**PROBLEM DETAILS**
Each line from the first down to the one containing "pub const DEFAULT_MAX_TOPIC_NAME_BYTES: usize" should be returned exactly as it appears below.

**RECORDS SUPPLIED**
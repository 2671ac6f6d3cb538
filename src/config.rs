//! Bus configuration.
//!
//! [`BusConfig`] carries every tunable the engine exposes; construct one
//! with [`BusConfig::new`] and override fields directly. Validation happens
//! once, in [`Bus::open`](crate::Bus::open).

use std::path::PathBuf;

use crate::error::Error;

/// Default segment rotation threshold: 256 MiB.
pub const DEFAULT_MAX_SEGMENT_BYTES: u64 = 256 * 1024 * 1024;

/// Smallest permitted rotation threshold: 1 MiB.
pub const MIN_SEGMENT_BYTES: u64 = 1024 * 1024;

/// Default timestamp sampling stride: one sample every 10 000 records.
pub const DEFAULT_TIMESTAMP_INDEX_STRIDE: u64 = 10_000;

/// Default producer -> writer queue depth.
pub const DEFAULT_CHANNEL_CAPACITY: usize = 1024;

/// Default per-subscription live buffer.
pub const DEFAULT_SUBSCRIBER_BUFFER: usize = 1024;

/// Default hard cap on payload size: 16 MiB.
pub const DEFAULT_MAX_PAYLOAD_BYTES: usize = 16 * 1024 * 1024;

/// Default cap on topic name length.
pub const DEFAULT_MAX_TOPIC_NAME_BYTES: usize = 128;

/// Hard upper bound on `max_topic_name_bytes`; topic names never exceed
/// 255 bytes regardless of configuration.
pub const TOPIC_NAME_LIMIT: usize = 255;

/// When appended bytes are forced to stable storage.
///
/// A closed set switched inside the topic writer; there is no open-ended
/// policy trait.
#[derive(Debug, Clone, Copy, PartialEq, Eq)]
pub enum Durability {
    /// fsync after every record, before the publish is acknowledged.
    FsyncAlways,
    /// Accumulate unacknowledged publishes; fsync and acknowledge them all
    /// when either bound is reached. A crash may lose unacknowledged
    /// publishes but never leaves a partial record after recovery.
    FsyncBatch {
        /// Flush after this many unacknowledged records.
        max_events: usize,
        /// Flush when the oldest unacknowledged record is this old.
        max_millis: u64,
    },
    /// Never fsync on the hot path; rely on the OS page cache, with one
    /// best-effort flush at shutdown.
    OsBuffered,
}

/// Everything tunable about a bus instance.
#[derive(Debug, Clone)]
pub struct BusConfig {
    /// Root directory for `bus.meta.json` and `topics/`.
    pub data_dir: PathBuf,
    /// Durability policy applied by every topic writer.
    pub durability: Durability,
    /// Rotate the active segment when the next append would push it past
    /// this size. Must be >= [`MIN_SEGMENT_BYTES`].
    pub max_segment_bytes: u64,
    /// Record a timestamp index sample every this many records. Must be >= 1.
    pub timestamp_index_stride: u64,
    /// Bound on the producer -> writer queue. Must be >= 1.
    pub channel_capacity: usize,
    /// Per-subscription live broadcast buffer. Must be >= 1.
    pub subscriber_buffer: usize,
    /// Hard limit on payload size, enforced on encode and decode.
    pub max_payload_bytes: usize,
    /// Limit on topic name length. Must be <= [`TOPIC_NAME_LIMIT`].
    pub max_topic_name_bytes: usize,
}

impl BusConfig {
    /// A configuration with all defaults, rooted at `data_dir`.
    pub fn new(data_dir: impl Into<PathBuf>) -> BusConfig {
        BusConfig {
            data_dir: data_dir.into(),
            durability: Durability::FsyncAlways,
            max_segment_bytes: DEFAULT_MAX_SEGMENT_BYTES,
            timestamp_index_stride: DEFAULT_TIMESTAMP_INDEX_STRIDE,
            channel_capacity: DEFAULT_CHANNEL_CAPACITY,
            subscriber_buffer: DEFAULT_SUBSCRIBER_BUFFER,
            max_payload_bytes: DEFAULT_MAX_PAYLOAD_BYTES,
            max_topic_name_bytes: DEFAULT_MAX_TOPIC_NAME_BYTES,
        }
    }

    /// Check every bound; called by [`Bus::open`](crate::Bus::open).
    ///
    /// # Errors
    ///
    /// Returns [`Error::LimitExceeded`] naming the offending field.
    pub fn validate(&self) -> Result<(), Error> {
        if self.max_segment_bytes < MIN_SEGMENT_BYTES {
            return Err(Error::LimitExceeded {
                field: "max_segment_bytes",
                len: self.max_segment_bytes as usize,
                max: MIN_SEGMENT_BYTES as usize,
            });
        }
        if self.timestamp_index_stride == 0 {
            return Err(Error::LimitExceeded {
                field: "timestamp_index_stride",
                len: 0,
                max: 1,
            });
        }
        if self.channel_capacity == 0 {
            return Err(Error::LimitExceeded {
                field: "channel_capacity",
                len: 0,
                max: 1,
            });
        }
        if self.subscriber_buffer == 0 {
            return Err(Error::LimitExceeded {
                field: "subscriber_buffer",
                len: 0,
                max: 1,
            });
        }
        if self.max_topic_name_bytes > TOPIC_NAME_LIMIT {
            return Err(Error::LimitExceeded {
                field: "max_topic_name_bytes",
                len: self.max_topic_name_bytes,
                max: TOPIC_NAME_LIMIT,
            });
        }
        Ok(())
    }
}
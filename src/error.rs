//! Error types for SimpleBus.
//!
//! This module defines the unified error enum used throughout the crate. All
//! fallible operations return `Result<T, Error>`. Recovery distinguishes
//! recoverable tail damage (`TruncatedTail`, trailing `CorruptRecord` in the
//! active segment) from fatal mid-log damage (`UnrecoverableSegment`).

/// Unified error type for all SimpleBus operations.
#[derive(Debug, thiserror::Error)]
pub enum Error {
    /// A record on disk failed CRC or framing validation.
    #[error("corrupt record in segment {segment} at offset {offset}: {detail}")]
    CorruptRecord {
        /// Segment number containing the corrupt record.
        segment: u32,
        /// Byte offset of the record start within the segment.
        offset: u64,
        /// Human-readable description of the corruption.
        detail: String,
    },

    /// The final record of a segment is incomplete (torn write).
    ///
    /// Recoverable by truncation when it occurs in the active segment.
    #[error("truncated record tail in segment {segment} at offset {offset}")]
    TruncatedTail {
        /// Segment number containing the partial record.
        segment: u32,
        /// Byte offset where the partial record begins.
        offset: u64,
    },

    /// Corruption in a sealed (non-final) segment. Fatal: startup aborts.
    #[error("unrecoverable corruption in sealed segment {segment} at offset {offset}")]
    UnrecoverableSegment {
        /// Segment number containing the corruption.
        segment: u32,
        /// Byte offset where valid data ends.
        offset: u64,
    },

    /// A field exceeds its configured or wire-format limit.
    #[error("{field} length {len} exceeds {max} byte limit")]
    LimitExceeded {
        /// Which field breached the limit (e.g. `"payload"`, `"topic"`).
        field: &'static str,
        /// Actual length in bytes.
        len: usize,
        /// Maximum permitted length in bytes.
        max: usize,
    },

    /// A subscription cursor referenced an event id with no committed record.
    #[error("no committed record for the requested event id")]
    CursorNotFound,

    /// The topic's publish queue is full (back-pressure).
    #[error("publish queue is full")]
    QueueFull,

    /// The bus is shutting down or already closed.
    #[error("bus is shut down")]
    Shutdown,

    /// A topic name is empty or contains path separators.
    #[error("invalid topic name: {0}")]
    InvalidTopic(String),

    /// A textual event id is not the canonical 32-character hex form.
    #[error("invalid event id: {0}")]
    InvalidEventId(String),

    /// The bus metadata file is unreadable or has an unknown format version.
    #[error("invalid bus metadata: {0}")]
    InvalidMeta(String),

    /// An I/O error occurred during a file operation.
    #[error("I/O error: {0}")]
    Io(#[from] std::io::Error),
}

**RESPONSE TO THE EXERCISE**
repository 2671ac6f6d3cb538
filename src/config.rs
//! Bus configuration.
//!
//! [`BusConfig`] carries every tunable the engine exposes; construct one
//! with [`BusConfig::new`] and override fields directly. Validation happens
//! once, in [`Bus::open`](crate::Bus::open).

use std::path::PathBuf;

use crate::error::Error;

/// Default segment rotation threshold: 256 MiB.
pub const DEFAULT_MAX_SEGMENT_BYTES: u64 = 256 * 1024 * 1024;

/// Smallest permitted rotation threshold: 1 MiB.
pub const MIN_SEGMENT_BYTES: u64 = 1024 * 1024;

/// Default timestamp sampling stride: one sample every 10 000 records.
pub const DEFAULT_TIMESTAMP_INDEX_STRIDE: u64 = 10_000;

/// Default producer -> writer queue depth.
pub const DEFAULT_CHANNEL_CAPACITY: usize = 1024;

/// Default per-subscription live buffer.
pub const DEFAULT_SUBSCRIBER_BUFFER: usize = 1024;

/// Default hard cap on payload size: 16 MiB.
pub const DEFAULT_MAX_PAYLOAD_BYTES: usize = 16 * 1024 * 1024;

/// Default cap on topic name length.
pub const DEFAULT_MAX_TOPIC_NAME_BYTES: usize = 128;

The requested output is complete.